Common areas which it is prudent to review include:
- The overall purpose of the scheme: where an option scheme has been implemented shortly before the sale, it may fail to qualify for EMI on the grounds that it is a means to return more cash in capital form rather than to retain and motivate staff. This may be relevant where directors already hold shares that meet the Entrepreneurs’ Relief conditions, and have been granted further options.
- Whether options were notified within 92 days after grant.
- For options registered online, whether working time declarations have been made: employees receiving EMI options are required to make an explicit declaration that they meet the relevant working time requirements (broadly, that they work for the employing company for at least 25 hours a week, or 75% of their working time, if less).
The taxation of employment-related securities is a complex topic on which extensive amounts could be (and have been) written. The specific risks of each scenario will be dependent upon the particular circumstances but, as many of the relevant issues are highly subjective – valuations, whether restrictions apply, whether the securities are employment-related in the first place, and so on – a careful review will almost always be warranted.

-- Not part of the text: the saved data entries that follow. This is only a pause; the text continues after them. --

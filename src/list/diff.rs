//! Insert/remove/move changes between two snapshots.
//!
//! Indices follow batch-update conventions: removals and move sources refer
//! to the old snapshot, insertions and move targets to the new one. Items
//! that keep their relative order (the longest increasing run of new
//! positions) are left in place, so the number of moves is minimal.

use std::collections::HashMap;

use crate::list::snapshot::{SectionId, Snapshot};
use crate::model::ItemId;

#[derive(Debug, Clone, Copy, PartialEq, Eq)]
pub struct Indexed {
    pub index: usize,
    pub id: ItemId,
}

#[derive(Debug, Clone, Copy, PartialEq, Eq)]
pub struct Move {
    pub id: ItemId,
    pub from: usize,
    pub to: usize,
}

#[derive(Debug, Clone, PartialEq, Eq, Default)]
pub struct Diff {
    section: SectionId,
    removed: Vec<Indexed>,
    inserted: Vec<Indexed>,
    moved: Vec<Move>,
}

impl Diff {
    /// Compute the changes that turn `old` into `new`.
    pub fn between(old: &Snapshot, new: &Snapshot) -> Self {
        let old_positions = positions(old.ids());
        let new_positions = positions(new.ids());

        let removed = old
            .ids()
            .iter()
            .enumerate()
            .filter(|(_, id)| !new_positions.contains_key(*id))
            .map(|(index, id)| Indexed { index, id: *id })
            .collect();

        let inserted = new
            .ids()
            .iter()
            .enumerate()
            .filter(|(_, id)| !old_positions.contains_key(*id))
            .map(|(index, id)| Indexed { index, id: *id })
            .collect();

        // Surviving ids in old order, paired with where they end up.
        let survivors: Vec<Move> = old
            .ids()
            .iter()
            .enumerate()
            .filter_map(|(from, id)| {
                new_positions
                    .get(id)
                    .map(|&to| Move { id: *id, from, to })
            })
            .collect();
        let targets: Vec<usize> = survivors.iter().map(|m| m.to).collect();
        let stable = increasing_run(&targets);

        let mut moved: Vec<Move> = survivors
            .into_iter()
            .zip(stable)
            .filter(|(_, keep)| !keep)
            .map(|(m, _)| m)
            .collect();
        moved.sort_by_key(|m| m.to);

        Self {
            section: new.section(),
            removed,
            inserted,
            moved,
        }
    }

    pub fn section(&self) -> SectionId {
        self.section
    }

    pub fn removed(&self) -> &[Indexed] {
        &self.removed
    }

    pub fn inserted(&self) -> &[Indexed] {
        &self.inserted
    }

    pub fn moved(&self) -> &[Move] {
        &self.moved
    }

    pub fn is_empty(&self) -> bool {
        self.removed.is_empty() && self.inserted.is_empty() && self.moved.is_empty()
    }

    pub fn change_count(&self) -> usize {
        self.removed.len() + self.inserted.len() + self.moved.len()
    }

    /// Apply to rows currently laid out as the old snapshot.
    ///
    /// Deletes (removals and move sources) run from the highest old index
    /// down, then inserts (insertions and move targets) run from the lowest
    /// new index up.
    pub fn apply_to(&self, rows: &mut Vec<ItemId>) {
        let mut deletes: Vec<usize> = self
            .removed
            .iter()
            .map(|r| r.index)
            .chain(self.moved.iter().map(|m| m.from))
            .collect();
        deletes.sort_unstable_by(|a, b| b.cmp(a));
        for index in deletes {
            if index < rows.len() {
                rows.remove(index);
            }
        }

        let mut inserts: Vec<Indexed> = self
            .inserted
            .iter()
            .copied()
            .chain(self.moved.iter().map(|m| Indexed {
                index: m.to,
                id: m.id,
            }))
            .collect();
        inserts.sort_by_key(|i| i.index);
        for insert in inserts {
            let index = insert.index.min(rows.len());
            rows.insert(index, insert.id);
        }
    }
}

fn positions(ids: &[ItemId]) -> HashMap<ItemId, usize> {
    ids.iter()
        .enumerate()
        .map(|(index, id)| (*id, index))
        .collect()
}

/// Marks one longest strictly increasing subsequence of `seq`.
fn increasing_run(seq: &[usize]) -> Vec<bool> {
    let mut tails: Vec<usize> = Vec::new();
    let mut previous: Vec<Option<usize>> = vec![None; seq.len()];

    for (i, &value) in seq.iter().enumerate() {
        let slot = tails.partition_point(|&t| seq[t] < value);
        if slot > 0 {
            previous[i] = Some(tails[slot - 1]);
        }
        if slot == tails.len() {
            tails.push(i);
        } else {
            tails[slot] = i;
        }
    }

    let mut keep = vec![false; seq.len()];
    let mut cursor = tails.last().copied();
    while let Some(i) = cursor {
        keep[i] = true;
        cursor = previous[i];
    }
    keep
}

The rules relating to benefits in kind are scattered with pitfalls. Where potential non-compliance is identified, it can be time-consuming to rectify the position – any problems will often not be material in themselves, but point to the quality of the company’s compliance more generally.

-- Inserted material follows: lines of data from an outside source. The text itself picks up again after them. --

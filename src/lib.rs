pub mod config;
pub mod list;
pub mod logging;
pub mod model;
pub mod strings;
pub mod ui;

Common areas of scrutiny include:
- Directors’ loan accounts;
- Application of the £150 staff entertainment exemption for annual events;
- Whether VAT has been included in P11D entries; and
- Whether a PAYE Settlement Agreement has been put in place to cover expenses that are minor, irregular or impracticable to allocate to individual employees.
A review of a company’s VAT affairs will typically focus on whether returns have been submitted correctly and on time. Confirmation of options to tax made in respect of commercial property will also be sought. Where relevant, it is also important to ensure that partial exemption calculations have been prepared correctly.
Other matters that it would be prudent to consider include the following:
It is good practice to ascertain whether VAT has been recovered on expenditure in respect of which it is not correct to do so, such as the costs of entertaining.
Capital Goods Scheme
The Capital Goods Scheme most often applies to property-related capital expenditure (e.g. fit-out costs). Where the value of such expenditure exceeds £250,000, it is necessary to review the extent to which the building has been used to make exempt supplies (or for non-business activities) for up to ten years following the acquisition. Where there has been a change of use, or a change in the mix of taxable and exempt supplies, part of the input VAT initially recovered may need to be repaid.
This is particularly relevant where the business undertaken from the premises in question is partially exempt, or will be post-acquisition.
EC Sales and Intrastat returns
Where EC Sales Lists and Intrastat returns have not been filed, significant penalties may arise. Failure to make Intrastat returns may even result in a prison sentence.
In most company acquisitions, due diligence is an essential step. However, it may also prove beneficial for a company preparing for sale to perform a tax ‘health check’ in advance, to help ensure that tax matters do not disrupt the completion timetable.